Exercise:
The answer should consist solely of the lines from the first one below through the line containing "merged across providers.", copied exactly.

Provided records Block Start

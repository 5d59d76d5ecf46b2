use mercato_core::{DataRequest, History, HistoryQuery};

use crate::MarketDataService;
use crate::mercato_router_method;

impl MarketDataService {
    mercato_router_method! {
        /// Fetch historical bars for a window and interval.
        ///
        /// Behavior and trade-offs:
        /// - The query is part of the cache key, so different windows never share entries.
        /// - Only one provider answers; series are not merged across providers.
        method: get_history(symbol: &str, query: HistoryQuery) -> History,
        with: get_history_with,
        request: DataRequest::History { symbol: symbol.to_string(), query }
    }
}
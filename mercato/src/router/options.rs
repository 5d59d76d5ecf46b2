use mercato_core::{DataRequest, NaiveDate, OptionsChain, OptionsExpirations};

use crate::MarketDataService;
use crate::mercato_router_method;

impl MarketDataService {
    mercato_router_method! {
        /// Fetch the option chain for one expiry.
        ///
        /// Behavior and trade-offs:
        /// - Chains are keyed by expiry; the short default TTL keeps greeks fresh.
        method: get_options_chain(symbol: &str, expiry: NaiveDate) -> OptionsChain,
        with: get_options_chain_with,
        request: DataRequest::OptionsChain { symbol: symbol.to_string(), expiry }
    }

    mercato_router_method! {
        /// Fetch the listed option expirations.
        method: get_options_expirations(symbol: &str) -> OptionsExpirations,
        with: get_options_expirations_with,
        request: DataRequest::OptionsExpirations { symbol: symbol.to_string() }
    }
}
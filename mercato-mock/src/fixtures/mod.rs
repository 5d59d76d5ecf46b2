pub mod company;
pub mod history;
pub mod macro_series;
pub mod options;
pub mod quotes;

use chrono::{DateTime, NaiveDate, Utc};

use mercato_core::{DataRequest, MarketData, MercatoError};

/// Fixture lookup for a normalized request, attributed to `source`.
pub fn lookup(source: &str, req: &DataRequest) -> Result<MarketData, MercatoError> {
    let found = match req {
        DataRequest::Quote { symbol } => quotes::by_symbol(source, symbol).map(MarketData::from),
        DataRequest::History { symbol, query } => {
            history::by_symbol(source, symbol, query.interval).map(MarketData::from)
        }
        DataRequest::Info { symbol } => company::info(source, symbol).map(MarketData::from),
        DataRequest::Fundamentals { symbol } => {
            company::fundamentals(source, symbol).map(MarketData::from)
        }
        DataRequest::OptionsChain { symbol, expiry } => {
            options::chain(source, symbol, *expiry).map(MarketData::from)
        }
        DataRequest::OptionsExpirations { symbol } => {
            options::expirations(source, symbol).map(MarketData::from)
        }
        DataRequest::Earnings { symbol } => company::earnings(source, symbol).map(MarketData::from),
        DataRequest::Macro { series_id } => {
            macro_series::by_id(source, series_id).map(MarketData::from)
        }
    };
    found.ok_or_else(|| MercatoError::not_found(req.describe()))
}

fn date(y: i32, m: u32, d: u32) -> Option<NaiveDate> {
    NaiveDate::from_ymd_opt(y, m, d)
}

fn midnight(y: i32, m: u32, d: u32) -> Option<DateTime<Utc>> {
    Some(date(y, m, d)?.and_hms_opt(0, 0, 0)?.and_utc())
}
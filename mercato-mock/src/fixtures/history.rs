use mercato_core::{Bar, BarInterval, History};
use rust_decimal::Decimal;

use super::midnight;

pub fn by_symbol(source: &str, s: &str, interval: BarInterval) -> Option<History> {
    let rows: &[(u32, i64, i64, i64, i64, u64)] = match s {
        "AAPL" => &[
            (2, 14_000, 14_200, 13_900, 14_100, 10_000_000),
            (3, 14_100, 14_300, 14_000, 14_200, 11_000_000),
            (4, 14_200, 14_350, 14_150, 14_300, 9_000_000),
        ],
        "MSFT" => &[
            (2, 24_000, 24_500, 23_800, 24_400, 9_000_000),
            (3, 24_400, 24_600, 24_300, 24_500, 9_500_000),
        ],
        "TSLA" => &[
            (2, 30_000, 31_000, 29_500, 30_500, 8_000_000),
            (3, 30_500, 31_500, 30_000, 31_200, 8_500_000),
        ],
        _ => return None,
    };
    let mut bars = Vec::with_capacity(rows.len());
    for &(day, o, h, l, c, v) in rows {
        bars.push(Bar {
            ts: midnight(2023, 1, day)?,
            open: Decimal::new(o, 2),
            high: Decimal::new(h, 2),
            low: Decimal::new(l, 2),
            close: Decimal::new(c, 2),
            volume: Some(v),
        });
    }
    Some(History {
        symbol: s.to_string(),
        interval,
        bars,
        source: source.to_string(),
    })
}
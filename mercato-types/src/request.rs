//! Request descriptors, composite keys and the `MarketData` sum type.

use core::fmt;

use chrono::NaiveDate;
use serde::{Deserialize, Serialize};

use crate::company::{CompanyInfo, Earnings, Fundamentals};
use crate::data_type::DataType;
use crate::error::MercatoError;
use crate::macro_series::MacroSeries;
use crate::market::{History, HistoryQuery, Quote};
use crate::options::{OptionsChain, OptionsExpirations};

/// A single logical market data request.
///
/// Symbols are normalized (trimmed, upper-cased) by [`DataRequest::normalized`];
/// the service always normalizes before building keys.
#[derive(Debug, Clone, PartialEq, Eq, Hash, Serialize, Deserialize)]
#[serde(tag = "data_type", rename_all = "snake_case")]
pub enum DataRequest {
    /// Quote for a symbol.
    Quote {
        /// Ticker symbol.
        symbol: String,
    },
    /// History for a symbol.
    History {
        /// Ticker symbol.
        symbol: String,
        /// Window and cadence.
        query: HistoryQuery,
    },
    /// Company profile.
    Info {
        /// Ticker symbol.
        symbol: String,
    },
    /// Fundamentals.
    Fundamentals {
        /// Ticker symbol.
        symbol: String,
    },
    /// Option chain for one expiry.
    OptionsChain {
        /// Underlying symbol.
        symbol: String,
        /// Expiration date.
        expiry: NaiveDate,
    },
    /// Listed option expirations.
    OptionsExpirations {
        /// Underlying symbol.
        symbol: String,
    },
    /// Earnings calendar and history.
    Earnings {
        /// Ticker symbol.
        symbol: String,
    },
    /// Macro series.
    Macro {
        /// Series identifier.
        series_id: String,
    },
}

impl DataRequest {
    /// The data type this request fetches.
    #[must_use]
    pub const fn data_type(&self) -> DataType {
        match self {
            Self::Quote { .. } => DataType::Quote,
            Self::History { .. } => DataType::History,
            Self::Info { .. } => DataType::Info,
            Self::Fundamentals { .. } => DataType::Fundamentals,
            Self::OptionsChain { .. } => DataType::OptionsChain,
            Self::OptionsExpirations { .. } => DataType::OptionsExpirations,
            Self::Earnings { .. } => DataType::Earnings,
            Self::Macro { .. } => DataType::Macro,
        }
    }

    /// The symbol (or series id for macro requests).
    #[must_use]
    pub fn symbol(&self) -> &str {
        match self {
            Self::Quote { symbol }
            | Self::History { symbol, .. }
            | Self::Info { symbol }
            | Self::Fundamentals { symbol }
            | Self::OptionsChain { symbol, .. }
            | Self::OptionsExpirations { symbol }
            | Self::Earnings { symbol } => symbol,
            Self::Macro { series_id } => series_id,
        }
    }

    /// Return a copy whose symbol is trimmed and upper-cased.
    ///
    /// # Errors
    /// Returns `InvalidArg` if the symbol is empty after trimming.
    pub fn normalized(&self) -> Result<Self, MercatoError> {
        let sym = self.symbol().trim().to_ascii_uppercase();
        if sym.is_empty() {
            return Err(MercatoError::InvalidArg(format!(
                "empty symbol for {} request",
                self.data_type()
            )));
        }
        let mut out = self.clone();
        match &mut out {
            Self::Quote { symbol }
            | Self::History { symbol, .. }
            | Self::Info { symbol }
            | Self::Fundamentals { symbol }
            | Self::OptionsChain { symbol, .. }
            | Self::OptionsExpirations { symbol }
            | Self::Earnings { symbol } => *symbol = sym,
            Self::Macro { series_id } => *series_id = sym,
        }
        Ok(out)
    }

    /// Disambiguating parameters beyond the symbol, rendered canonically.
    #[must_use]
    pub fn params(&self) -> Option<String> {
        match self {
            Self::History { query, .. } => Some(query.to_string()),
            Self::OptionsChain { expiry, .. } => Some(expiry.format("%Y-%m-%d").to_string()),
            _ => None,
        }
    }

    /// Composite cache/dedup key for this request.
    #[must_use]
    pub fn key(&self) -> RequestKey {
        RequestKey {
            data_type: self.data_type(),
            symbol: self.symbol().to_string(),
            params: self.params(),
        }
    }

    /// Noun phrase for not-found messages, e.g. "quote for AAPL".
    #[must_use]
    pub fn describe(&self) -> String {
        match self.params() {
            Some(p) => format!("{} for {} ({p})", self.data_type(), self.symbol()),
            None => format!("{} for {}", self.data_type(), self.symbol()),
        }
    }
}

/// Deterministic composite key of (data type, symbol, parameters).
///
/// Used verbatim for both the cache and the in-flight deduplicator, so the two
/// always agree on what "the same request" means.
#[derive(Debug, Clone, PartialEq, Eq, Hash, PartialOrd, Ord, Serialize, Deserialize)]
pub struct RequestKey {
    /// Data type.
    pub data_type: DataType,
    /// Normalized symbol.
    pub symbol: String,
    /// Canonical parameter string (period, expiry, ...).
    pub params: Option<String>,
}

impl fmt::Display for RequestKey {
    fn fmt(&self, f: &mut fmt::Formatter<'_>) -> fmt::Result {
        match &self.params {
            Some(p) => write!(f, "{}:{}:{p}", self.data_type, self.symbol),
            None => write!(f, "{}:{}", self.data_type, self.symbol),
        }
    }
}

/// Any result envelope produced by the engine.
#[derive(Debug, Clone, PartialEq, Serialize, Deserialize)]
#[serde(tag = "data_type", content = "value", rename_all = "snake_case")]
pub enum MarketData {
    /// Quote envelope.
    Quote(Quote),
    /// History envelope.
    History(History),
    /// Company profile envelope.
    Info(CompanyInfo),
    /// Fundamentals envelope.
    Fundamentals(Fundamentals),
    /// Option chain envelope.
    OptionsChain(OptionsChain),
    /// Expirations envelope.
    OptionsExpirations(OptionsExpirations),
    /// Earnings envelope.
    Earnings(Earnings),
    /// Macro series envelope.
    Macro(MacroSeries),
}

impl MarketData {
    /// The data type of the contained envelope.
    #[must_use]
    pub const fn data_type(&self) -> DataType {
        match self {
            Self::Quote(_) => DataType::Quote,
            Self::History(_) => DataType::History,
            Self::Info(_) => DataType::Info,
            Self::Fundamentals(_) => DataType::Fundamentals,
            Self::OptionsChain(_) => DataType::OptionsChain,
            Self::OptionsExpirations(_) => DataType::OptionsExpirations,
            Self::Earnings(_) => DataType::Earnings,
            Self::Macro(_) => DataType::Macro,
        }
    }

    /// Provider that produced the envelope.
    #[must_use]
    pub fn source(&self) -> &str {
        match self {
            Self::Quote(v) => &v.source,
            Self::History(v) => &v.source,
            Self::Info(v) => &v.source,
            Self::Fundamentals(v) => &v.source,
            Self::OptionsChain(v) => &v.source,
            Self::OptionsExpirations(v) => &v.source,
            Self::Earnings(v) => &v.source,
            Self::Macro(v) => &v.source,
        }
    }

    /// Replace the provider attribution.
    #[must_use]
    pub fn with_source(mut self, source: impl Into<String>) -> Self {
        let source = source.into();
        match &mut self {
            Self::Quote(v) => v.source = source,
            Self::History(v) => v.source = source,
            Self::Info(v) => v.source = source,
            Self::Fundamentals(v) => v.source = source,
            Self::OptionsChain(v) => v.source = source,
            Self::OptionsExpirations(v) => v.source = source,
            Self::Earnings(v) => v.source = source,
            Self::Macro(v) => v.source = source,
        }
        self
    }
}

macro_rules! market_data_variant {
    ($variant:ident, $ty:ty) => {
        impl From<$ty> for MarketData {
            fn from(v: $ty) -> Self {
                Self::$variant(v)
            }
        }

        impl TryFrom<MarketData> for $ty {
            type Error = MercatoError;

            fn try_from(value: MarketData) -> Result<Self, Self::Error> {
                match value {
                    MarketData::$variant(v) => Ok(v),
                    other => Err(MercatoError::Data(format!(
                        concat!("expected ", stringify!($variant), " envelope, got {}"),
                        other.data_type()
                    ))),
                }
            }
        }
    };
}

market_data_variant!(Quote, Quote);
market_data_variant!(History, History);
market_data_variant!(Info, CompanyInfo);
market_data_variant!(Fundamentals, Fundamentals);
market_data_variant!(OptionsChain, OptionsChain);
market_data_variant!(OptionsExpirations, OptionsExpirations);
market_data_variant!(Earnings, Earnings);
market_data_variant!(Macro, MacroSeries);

Provided records Block End

Task result:
repository 5d59d76d5ecf46b2
use mercato_core::{DataRequest, History, HistoryQuery};

use crate::MarketDataService;
use crate::mercato_router_method;

impl MarketDataService {
    mercato_router_method! {
        /// Fetch historical bars for a window and interval.
        ///
        /// Behavior and trade-offs:
        /// - The query is part of the cache key, so different windows never share entries.
        /// - Only one provider answers; series are not merged across providers.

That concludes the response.